- USD/INR traders await fresh economic clues amid on-going trade pessimism.
- Indian Industrial Output, the US PPI will be in the spotlight with trade/political news likely offering background music.
Despite market positive news from India, the USD/INR pair fails to portray much momentum while taking rounds to 70.50 ahead of Friday’s European session open.
Speculations that the government will exempt the Foreign Portfolio Investors (FPIs) from additional surcharge have pleased the Indian traders. However, the on-going drama surrounding the US and China’s trade tussle keep prices in check. The latest news concerning the issue signals the US delaying licenses to do business with China’s Huawei and warning the dragon nation of further sanctions, ending trade talks on a conditional basis.

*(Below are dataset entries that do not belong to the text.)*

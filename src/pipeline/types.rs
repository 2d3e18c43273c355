//! Core types of a forecast run.

use chrono::{DateTime, Datelike, Duration, NaiveDate, Utc};

use crate::error::RunError;

/// Length of an assimilation step forecast.
pub const STEP_HOURS: i64 = 3;

/// Global model data is fetched this many hours before the run start.
pub const WPS_LEAD_HOURS: i64 = 6;

/// Which stages of the pipeline a run executes.
#[derive(Debug, Clone, Copy, PartialEq, Eq, Hash)]
pub enum RunPhase {
    /// WPS and real only.
    PreprocessOnly,
    /// The three DA/WRF cycles only, from already staged inputs.
    AssimilateOnly,
    /// Both, in sequence.
    PreprocessThenAssimilate,
}

impl RunPhase {
    pub fn includes_preprocessing(&self) -> bool {
        matches!(self, Self::PreprocessOnly | Self::PreprocessThenAssimilate)
    }

    pub fn includes_assimilation(&self) -> bool {
        matches!(self, Self::AssimilateOnly | Self::PreprocessThenAssimilate)
    }
}

impl std::fmt::Display for RunPhase {
    fn fmt(&self, f: &mut std::fmt::Formatter<'_>) -> std::fmt::Result {
        match self {
            Self::PreprocessOnly => write!(f, "WPS"),
            Self::AssimilateOnly => write!(f, "DA"),
            Self::PreprocessThenAssimilate => write!(f, "WPSDA"),
        }
    }
}

/// Global model providing the initial and boundary conditions.
#[derive(Debug, Clone, Copy, PartialEq, Eq, Hash)]
pub enum InputDataset {
    Gfs,
    Ifs,
}

impl InputDataset {
    /// Name of the ungrib variable table for this dataset.
    pub fn vtable(&self) -> &'static str {
        match self {
            Self::Gfs => "Vtable.GFS",
            Self::Ifs => "Vtable.ECMWF",
        }
    }
}

impl std::fmt::Display for InputDataset {
    fn fmt(&self, f: &mut std::fmt::Formatter<'_>) -> std::fmt::Result {
        match self {
            Self::Gfs => write!(f, "GFS"),
            Self::Ifs => write!(f, "IFS"),
        }
    }
}

/// A single forecast run request.
#[derive(Debug, Clone, PartialEq, Eq)]
pub struct ForecastRun {
    pub start: DateTime<Utc>,
    pub end: DateTime<Utc>,
    pub phase: RunPhase,
    pub dataset: InputDataset,
}

impl ForecastRun {
    /// Creates a run over `[start, end]`.
    ///
    /// # Errors
    ///
    /// Returns a configuration error if `end` is not after `start`.
    pub fn new(
        start: DateTime<Utc>,
        end: DateTime<Utc>,
        phase: RunPhase,
        dataset: InputDataset,
    ) -> Result<Self, RunError> {
        if end <= start {
            return Err(RunError::config(format!(
                "run end {} must be after start {}",
                format_compact_date(&end),
                format_compact_date(&start)
            )));
        }
        Ok(Self {
            start,
            end,
            phase,
            dataset,
        })
    }

    /// Creates a run lasting `hours` from `start`.
    pub fn with_hours(
        start: DateTime<Utc>,
        hours: u32,
        phase: RunPhase,
        dataset: InputDataset,
    ) -> Result<Self, RunError> {
        Self::new(start, start + Duration::hours(i64::from(hours)), phase, dataset)
    }

    /// Whole hours between start and end.
    pub fn duration_hours(&self) -> i64 {
        (self.end - self.start).num_hours()
    }

    /// Season of the run start, selecting the covariance matrices.
    pub fn season(&self) -> Season {
        Season::from_month(self.start.month())
    }
}

/// One of the three assimilation cycles of a run.
#[derive(Debug, Clone, Copy, PartialEq, Eq, PartialOrd, Ord, Hash)]
pub struct Cycle(u8);

impl Cycle {
    /// All cycles in execution order.
    pub const ALL: [Cycle; 3] = [Cycle(1), Cycle(2), Cycle(3)];

    /// Creates a cycle; only 1, 2 and 3 are valid.
    pub fn new(number: u8) -> Result<Self, RunError> {
        match number {
            1..=3 => Ok(Self(number)),
            other => Err(RunError::config(format!(
                "invalid cycle {}: expected 1, 2 or 3",
                other
            ))),
        }
    }

    pub fn number(&self) -> u8 {
        self.0
    }

    /// Assimilation instant: `start - (3 - c) * 3h`.
    pub fn instant(&self, start: &DateTime<Utc>) -> DateTime<Utc> {
        *start - Duration::hours(STEP_HOURS * i64::from(3 - self.0))
    }

    /// True for the last cycle, which drives the extended forecast.
    pub fn is_main_run(&self) -> bool {
        self.0 == 3
    }

    /// Forecast window of the WRF run following this cycle's analysis.
    pub fn wrf_window(
        &self,
        start: &DateTime<Utc>,
        end: &DateTime<Utc>,
    ) -> (DateTime<Utc>, DateTime<Utc>) {
        let instant = self.instant(start);
        if self.is_main_run() {
            (instant, *end)
        } else {
            (instant, instant + Duration::hours(STEP_HOURS))
        }
    }

    /// The cycle feeding this one's first guess, if any.
    pub fn previous(&self) -> Option<Cycle> {
        match self.0 {
            1 => None,
            n => Some(Cycle(n - 1)),
        }
    }
}

impl std::fmt::Display for Cycle {
    fn fmt(&self, f: &mut std::fmt::Formatter<'_>) -> std::fmt::Result {
        write!(f, "{}", self.0)
    }
}

/// Meteorological season.
#[derive(Debug, Clone, Copy, PartialEq, Eq, Hash)]
pub enum Season {
    Winter,
    Spring,
    Summer,
    Fall,
}

impl Season {
    /// DJF winter, MAM spring, JJA summer, SON fall.
    pub fn from_month(month: u32) -> Self {
        match month {
            3..=5 => Self::Spring,
            6..=8 => Self::Summer,
            9..=11 => Self::Fall,
            _ => Self::Winter,
        }
    }

    /// Directory name of this season's covariance matrices.
    pub fn as_str(&self) -> &'static str {
        match self {
            Self::Winter => "winter",
            Self::Spring => "spring",
            Self::Summer => "summer",
            Self::Fall => "fall",
        }
    }
}

impl std::fmt::Display for Season {
    fn fmt(&self, f: &mut std::fmt::Formatter<'_>) -> std::fmt::Result {
        f.write_str(self.as_str())
    }
}

/// A single step of one cycle, runnable on its own.
#[derive(Debug, Clone, Copy, PartialEq, Eq, Hash)]
pub enum StepKind {
    BuildDa,
    RunDa,
    BuildWrf,
    RunWrf,
}

impl std::fmt::Display for StepKind {
    fn fmt(&self, f: &mut std::fmt::Formatter<'_>) -> std::fmt::Result {
        match self {
            Self::BuildDa => write!(f, "build-da"),
            Self::RunDa => write!(f, "run-da"),
            Self::BuildWrf => write!(f, "build-wrf"),
            Self::RunWrf => write!(f, "run-wrf"),
        }
    }
}

impl std::str::FromStr for StepKind {
    type Err = String;

    fn from_str(s: &str) -> Result<Self, Self::Err> {
        match s.to_lowercase().as_str() {
            "build-da" | "buildda" => Ok(Self::BuildDa),
            "run-da" | "runda" => Ok(Self::RunDa),
            "build-wrf" | "buildwrf" => Ok(Self::BuildWrf),
            "run-wrf" | "runwrf" => Ok(Self::RunWrf),
            other => Err(format!("Unknown step kind: {}", other)),
        }
    }
}

/// Parses a `YYYYMMDDHH` date (a bare `YYYYMMDD` means hour 00).
pub fn parse_compact_date(value: &str) -> Result<DateTime<Utc>, RunError> {
    let value = value.trim();
    let invalid = || RunError::config(format!("invalid date `{}`: expected YYYYMMDDHH", value));

    if !(value.len() == 8 || value.len() == 10) || !value.bytes().all(|b| b.is_ascii_digit()) {
        return Err(invalid());
    }

    let field = |range: std::ops::Range<usize>| -> Result<u32, RunError> {
        value[range].parse().map_err(|_| invalid())
    };
    let year = field(0..4)? as i32;
    let month = field(4..6)?;
    let day = field(6..8)?;
    let hour = if value.len() == 10 { field(8..10)? } else { 0 };

    NaiveDate::from_ymd_opt(year, month, day)
        .and_then(|date| date.and_hms_opt(hour, 0, 0))
        .map(|naive| naive.and_utc())
        .ok_or_else(invalid)
}

/// Formats a date as `YYYYMMDDHH`.
pub fn format_compact_date(date: &DateTime<Utc>) -> String {
    date.format("%Y%m%d%H").to_string()
}

#[cfg(test)]
mod tests {
    use super::*;
    use chrono::{TimeZone, Timelike};

    fn at(y: i32, m: u32, d: u32, h: u32) -> DateTime<Utc> {
        Utc.with_ymd_and_hms(y, m, d, h, 0, 0).unwrap()
    }

    #[test]
    fn test_cycle_instants() {
        let start = at(2020, 7, 15, 12);
        let hours: Vec<u32> = Cycle::ALL.iter().map(|c| c.instant(&start).hour()).collect();
        assert_eq!(hours, vec![6, 9, 12]);

        let start = at(2020, 7, 15, 3);
        assert_eq!(Cycle::ALL[0].instant(&start), at(2020, 7, 14, 21));
    }

    #[test]
    fn test_wrf_windows() {
        let start = at(2020, 7, 15, 12);
        let end = at(2020, 7, 17, 12);

        let (from, to) = Cycle::ALL[0].wrf_window(&start, &end);
        assert_eq!((from, to), (at(2020, 7, 15, 6), at(2020, 7, 15, 9)));

        let (from, to) = Cycle::ALL[1].wrf_window(&start, &end);
        assert_eq!((from, to), (at(2020, 7, 15, 9), at(2020, 7, 15, 12)));

        let (from, to) = Cycle::ALL[2].wrf_window(&start, &end);
        assert_eq!((from, to), (start, end));
    }

    #[test]
    fn test_cycle_validation() {
        assert!(Cycle::new(0).is_err());
        assert!(Cycle::new(4).is_err());
        let third = Cycle::new(3).unwrap();
        assert!(third.is_main_run());
        assert_eq!(third.previous(), Some(Cycle::ALL[1]));
        assert_eq!(Cycle::ALL[0].previous(), None);
    }

    #[test]
    fn test_seasons() {
        assert_eq!(Season::from_month(12), Season::Winter);
        assert_eq!(Season::from_month(1), Season::Winter);
        assert_eq!(Season::from_month(2), Season::Winter);
        assert_eq!(Season::from_month(3), Season::Spring);
        assert_eq!(Season::from_month(7), Season::Summer);
        assert_eq!(Season::from_month(11), Season::Fall);
        assert_eq!(Season::Fall.to_string(), "fall");
    }

    #[test]
    fn test_phase_stages() {
        assert!(RunPhase::PreprocessOnly.includes_preprocessing());
        assert!(!RunPhase::PreprocessOnly.includes_assimilation());
        assert!(!RunPhase::AssimilateOnly.includes_preprocessing());
        assert!(RunPhase::PreprocessThenAssimilate.includes_preprocessing());
        assert!(RunPhase::PreprocessThenAssimilate.includes_assimilation());
    }

    #[test]
    fn test_forecast_run() {
        let run = ForecastRun::with_hours(
            at(2020, 7, 15, 12),
            48,
            RunPhase::PreprocessThenAssimilate,
            InputDataset::Gfs,
        )
        .unwrap();
        assert_eq!(run.end, at(2020, 7, 17, 12));
        assert_eq!(run.duration_hours(), 48);
        assert_eq!(run.season(), Season::Summer);

        let err = ForecastRun::new(
            run.end,
            run.start,
            RunPhase::AssimilateOnly,
            InputDataset::Ifs,
        )
        .unwrap_err();
        assert!(err.to_string().contains("must be after"));
    }

    #[test]
    fn test_compact_dates() {
        assert_eq!(parse_compact_date("2020071512").unwrap(), at(2020, 7, 15, 12));
        assert_eq!(parse_compact_date("20200715").unwrap(), at(2020, 7, 15, 0));
        assert!(parse_compact_date("2020071525").is_err());
        assert!(parse_compact_date("20201315").is_err());
        assert!(parse_compact_date("2020-07-15").is_err());
        assert_eq!(format_compact_date(&at(2020, 7, 5, 3)), "2020070503");
    }

    #[test]
    fn test_step_kind_parse() {
        assert_eq!("build-da".parse::<StepKind>().unwrap(), StepKind::BuildDa);
        assert_eq!("RUN-WRF".parse::<StepKind>().unwrap(), StepKind::RunWrf);
        assert!("deploy".parse::<StepKind>().is_err());
        assert_eq!(StepKind::BuildWrf.to_string(), "build-wrf");
    }

    #[test]
    fn test_vtable() {
        assert_eq!(InputDataset::Gfs.vtable(), "Vtable.GFS");
        assert_eq!(InputDataset::Ifs.vtable(), "Vtable.ECMWF");
    }
}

With this, investors now await June month Industrial Production data from India, followed by the US Producer Price Index (PPI) ex Food & Energy data for July, for fresh impulse.
Forecasts suggest the Industrial Output to weaken from 3.1% to 1.5% while PPI catalyst from the US could inch up to 2.4% from 2.3% YoY but might soften to 0.2% versus 0.3% earlier on MoM basis.
While latest rate cut from the Reserve Bank of India (RBI) and market’s higher focus on news/headlines dims importance of such a second-tier data, absence of other major drivers could result in magnified response.